__Items from a data source__.
┌────────
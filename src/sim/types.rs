//! Station records and the tunables of the dynamics step.

use serde::Serialize;

use crate::geo::GeoPoint;

/// Immutable reference record for one station.
///
/// Built once at startup and never mutated; the simulator uses
/// `baseline_reliability` as the anchor for mean reversion.
#[derive(Debug, Clone, PartialEq)]
pub struct StationBaseline {
    pub id: String,
    pub name: String,
    pub lat: f64,
    pub lng: f64,
    pub avg_speed_kph: f64,
    pub baseline_reliability: f64,
}

/// Live operational state of one station.
///
/// Only the simulator's advance step mutates `queue_length` and
/// `reliability`; everything else is copied from the baseline.
#[derive(Debug, Clone, PartialEq, Serialize)]
pub struct StationState {
    pub id: String,
    pub name: String,
    pub lat: f64,
    pub lng: f64,
    pub avg_speed_kph: f64,
    /// Vehicles waiting for a swap (0 to `DynamicsParams::max_queue`).
    pub queue_length: u32,
    /// Fraction of swaps completed successfully, kept within the configured bounds.
    pub reliability: f64,
}

impl StationState {
    /// Creates the initial state for `baseline` with the given queue.
    pub fn from_baseline(baseline: &StationBaseline, queue_length: u32) -> Self {
        Self {
            id: baseline.id.clone(),
            name: baseline.name.clone(),
            lat: baseline.lat,
            lng: baseline.lng,
            avg_speed_kph: baseline.avg_speed_kph,
            queue_length,
            reliability: baseline.baseline_reliability,
        }
    }

    /// Station coordinates as a [`GeoPoint`].
    pub fn location(&self) -> GeoPoint {
        GeoPoint::new(self.lat, self.lng)
    }
}

/// Numeric parameters of the advance step.
///
/// Defaults reproduce the reference dynamics: a 2 s throttle, one phase unit
/// per 13 s of wall clock, 5 % pull toward baseline and ±0.005 jitter.
#[derive(Debug, Clone, PartialEq)]
pub struct DynamicsParams {
    /// Minimum wall-clock seconds between two advances.
    pub throttle_secs: f64,
    /// Wall-clock seconds per unit of drift phase.
    pub phase_divisor_secs: f64,
    /// Phase offset between consecutive stations.
    pub station_phase_offset: f64,
    /// Fraction of the gap to baseline reliability closed per advance.
    pub reversion_rate: f64,
    /// Half-width of the uniform reliability jitter.
    pub reliability_jitter: f64,
    /// Upper bound for `queue_length`.
    pub max_queue: u32,
    pub min_reliability: f64,
    pub max_reliability: f64,
}

impl Default for DynamicsParams {
    fn default() -> Self {
        Self {
            throttle_secs: 2.0,
            phase_divisor_secs: 13.0,
            station_phase_offset: 1.337,
            reversion_rate: 0.05,
            reliability_jitter: 0.005,
            max_queue: 12,
            min_reliability: 0.75,
            max_reliability: 0.99,
        }
    }
}

impl DynamicsParams {
    /// Clamps a queue length after applying a signed drift.
    pub fn clamp_queue(&self, queue_length: u32, drift: i64) -> u32 {
        let next = i64::from(queue_length) + drift;
        // Result is within [0, max_queue], so the cast is lossless.
        next.clamp(0, i64::from(self.max_queue)) as u32
    }

    /// Clamps a reliability value into the configured bounds.
    pub fn clamp_reliability(&self, reliability: f64) -> f64 {
        reliability.clamp(self.min_reliability, self.max_reliability)
    }
}

#[cfg(test)]
mod tests {
    use super::*;

    fn baseline() -> StationBaseline {
        StationBaseline {
            id: "blr-1".to_string(),
            name: "Koramangala Swap Hub".to_string(),
            lat: 12.9352,
            lng: 77.6245,
            avg_speed_kph: 42.0,
            baseline_reliability: 0.93,
        }
    }

    #[test]
    fn state_copies_baseline_fields() {
        let state = StationState::from_baseline(&baseline(), 4);
        assert_eq!(state.id, "blr-1");
        assert_eq!(state.queue_length, 4);
        assert_eq!(state.reliability, 0.93);
        assert_eq!(state.location(), GeoPoint::new(12.9352, 77.6245));
    }

    #[test]
    fn queue_clamp_respects_both_bounds() {
        let p = DynamicsParams::default();
        assert_eq!(p.clamp_queue(0, -1), 0);
        assert_eq!(p.clamp_queue(12, 1), 12);
        assert_eq!(p.clamp_queue(5, 1), 6);
        assert_eq!(p.clamp_queue(5, -1), 4);
    }

    #[test]
    fn reliability_clamp_respects_both_bounds() {
        let p = DynamicsParams::default();
        assert_eq!(p.clamp_reliability(0.5), 0.75);
        assert_eq!(p.clamp_reliability(1.2), 0.99);
        assert_eq!(p.clamp_reliability(0.9), 0.9);
    }
}
//! Process-wide station fleet with throttled, wall-clock driven dynamics.

use std::collections::HashSet;
use std::sync::{Mutex, MutexGuard, PoisonError};
use std::time::Instant;

use rand::{Rng, SeedableRng, rngs::StdRng};
use tracing::{debug, trace, warn};

use crate::config::{ConfigError, ScenarioConfig};
use crate::error::StationError;

use super::clock::SimulatorClock;
use super::noise::StationNoise;
use super::types::{DynamicsParams, StationBaseline, StationState};

/// Mutable half of the simulator, guarded by a single lock.
#[derive(Debug)]
struct Fleet {
    clock: SimulatorClock,
    stations: Vec<StationState>,
}

/// Owns the live station collection and advances it on every read.
///
/// Construct once at startup and share by reference (or `Arc`). All public
/// operations take one internal lock for the full advance-then-read, so
/// concurrent callers never observe a partially advanced fleet and never
/// lose an update. Callers only ever receive cloned snapshots.
///
/// Baselines are immutable after construction; `baselines[i]` anchors
/// `stations[i]`.
#[derive(Debug)]
pub struct StationSimulator {
    params: DynamicsParams,
    baselines: Vec<StationBaseline>,
    fleet: Mutex<Fleet>,
}

impl StationSimulator {
    /// Creates a simulator from a roster of baselines and initial queue lengths.
    ///
    /// Initial queues and reliabilities are clamped into the bounds of
    /// `params`; initial reliability equals the baseline reliability.
    ///
    /// # Arguments
    ///
    /// * `roster` - `(baseline, initial_queue)` per station, in display order
    /// * `params` - Dynamics parameters
    /// * `clock` - Initial clock state
    ///
    /// # Panics
    ///
    /// Panics if two baselines share an id.
    pub fn new(
        roster: Vec<(StationBaseline, u32)>,
        params: DynamicsParams,
        clock: SimulatorClock,
    ) -> Self {
        {
            let mut seen = HashSet::with_capacity(roster.len());
            for (baseline, _) in &roster {
                assert!(
                    seen.insert(baseline.id.as_str()),
                    "duplicate station id \"{}\"",
                    baseline.id
                );
            }
        }

        let stations = roster
            .iter()
            .map(|(baseline, queue)| {
                let mut state = StationState::from_baseline(baseline, *queue);
                state.queue_length = params.clamp_queue(state.queue_length, 0);
                state.reliability = params.clamp_reliability(state.reliability);
                state
            })
            .collect();
        let baselines = roster.into_iter().map(|(baseline, _)| baseline).collect();

        Self {
            params,
            baselines,
            fleet: Mutex::new(Fleet { clock, stations }),
        }
    }

    /// Builds the simulator described by a scenario.
    ///
    /// The scenario is validated first. The clock is anchored at `start`. The
    /// initial drift phase is drawn from `simulation.seed` when present,
    /// otherwise from the thread RNG.
    ///
    /// # Errors
    ///
    /// Returns every violation reported by [`ScenarioConfig::validate`].
    pub fn from_config(cfg: &ScenarioConfig, start: Instant) -> Result<Self, Vec<ConfigError>> {
        let errors = cfg.validate();
        if !errors.is_empty() {
            return Err(errors);
        }

        let phase: f64 = match cfg.simulation.seed {
            Some(seed) => StdRng::seed_from_u64(seed).random(),
            None => rand::rng().random(),
        };
        let roster = cfg
            .stations
            .iter()
            .map(|s| (s.baseline(), s.queue_length))
            .collect();

        Ok(Self::new(
            roster,
            cfg.simulation.dynamics(),
            SimulatorClock::new(start, phase),
        ))
    }

    /// Advances the fleet to the current instant and returns a snapshot of every station.
    pub fn list_stations(&self) -> Vec<StationState> {
        self.list_stations_at(Instant::now())
    }

    /// Advances the fleet to `now` and returns a snapshot of every station.
    pub fn list_stations_at(&self, now: Instant) -> Vec<StationState> {
        let mut fleet = self.lock();
        self.advance_locked(&mut fleet, now);
        fleet.stations.clone()
    }

    /// Advances the fleet to the current instant and returns one station.
    ///
    /// # Errors
    ///
    /// Returns [`StationError::NotFound`] if no station has the given id.
    pub fn get_station(&self, id: &str) -> Result<StationState, StationError> {
        self.get_station_at(id, Instant::now())
    }

    /// Advances the fleet to `now` and returns one station.
    ///
    /// # Errors
    ///
    /// Returns [`StationError::NotFound`] if no station has the given id.
    pub fn get_station_at(&self, id: &str, now: Instant) -> Result<StationState, StationError> {
        let mut fleet = self.lock();
        self.advance_locked(&mut fleet, now);
        fleet
            .stations
            .iter()
            .find(|s| s.id == id)
            .cloned()
            .ok_or_else(|| {
                warn!(station_id = id, "station lookup missed");
                StationError::NotFound(id.to_string())
            })
    }

    /// Advances the fleet to `now` without reading it.
    ///
    /// Returns `true` if the state moved, `false` if the call was throttled.
    pub fn advance_at(&self, now: Instant) -> bool {
        let mut fleet = self.lock();
        self.advance_locked(&mut fleet, now)
    }

    /// Current drift phase.
    pub fn drift_phase(&self) -> f64 {
        self.lock().clock.drift_phase()
    }

    /// Station ids in roster order. Does not advance the fleet.
    pub fn station_ids(&self) -> Vec<String> {
        self.baselines.iter().map(|b| b.id.clone()).collect()
    }

    /// Immutable baselines in roster order.
    pub fn baselines(&self) -> &[StationBaseline] {
        &self.baselines
    }

    /// Dynamics parameters in use.
    pub fn params(&self) -> &DynamicsParams {
        &self.params
    }

    /// Number of stations in the fleet.
    pub fn len(&self) -> usize {
        self.baselines.len()
    }

    /// Whether the fleet has no stations.
    pub fn is_empty(&self) -> bool {
        self.baselines.is_empty()
    }

    fn lock(&self) -> MutexGuard<'_, Fleet> {
        // Every mutation is clamped before it is stored, so state behind a
        // poisoned lock still satisfies the fleet invariants.
        self.fleet.lock().unwrap_or_else(PoisonError::into_inner)
    }

    fn advance_locked(&self, fleet: &mut Fleet, now: Instant) -> bool {
        let p = &self.params;
        let Some(elapsed) = fleet
            .clock
            .try_advance(now, p.throttle_secs, p.phase_divisor_secs)
        else {
            trace!("station dynamics throttled");
            return false;
        };

        let phase = fleet.clock.drift_phase();
        for (idx, (state, baseline)) in fleet.stations.iter_mut().zip(&self.baselines).enumerate() {
            let noise = StationNoise::from_phase(phase + idx as f64 * p.station_phase_offset);
            step_station(state, baseline, noise, p);
        }

        debug!(
            elapsed_secs = elapsed,
            drift_phase = phase,
            stations = fleet.stations.len(),
            "advanced station dynamics"
        );
        true
    }
}

/// Applies one advance to a single station: queue random walk plus
/// reliability mean reversion with jitter, both clamped.
pub(crate) fn step_station(
    state: &mut StationState,
    baseline: &StationBaseline,
    noise: StationNoise,
    params: &DynamicsParams,
) {
    state.queue_length = params.clamp_queue(state.queue_length, noise.queue_drift);

    let toward_base = baseline.baseline_reliability - state.reliability;
    let next = state.reliability
        + toward_base * params.reversion_rate
        + noise.jitter(params.reliability_jitter);
    state.reliability = params.clamp_reliability(next);
}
└────────
__Task description__.
Only the lines above starting at the line that holds "pub fn station_ids(&self)" and ending at the line that holds "pub fn len(&self)" are to be repeated, exactly and in full.

__Solved problem__.
    pub fn station_ids(&self) -> Vec<String> {
        self.baselines.iter().map(|b| b.id.clone()).collect()
    }

    /// Immutable baselines in roster order.
    pub fn baselines(&self) -> &[StationBaseline] {
        &self.baselines
    }

    /// Dynamics parameters in use.
    pub fn params(&self) -> &DynamicsParams {
        &self.params
    }

    /// Number of stations in the fleet.
    pub fn len(&self) -> usize {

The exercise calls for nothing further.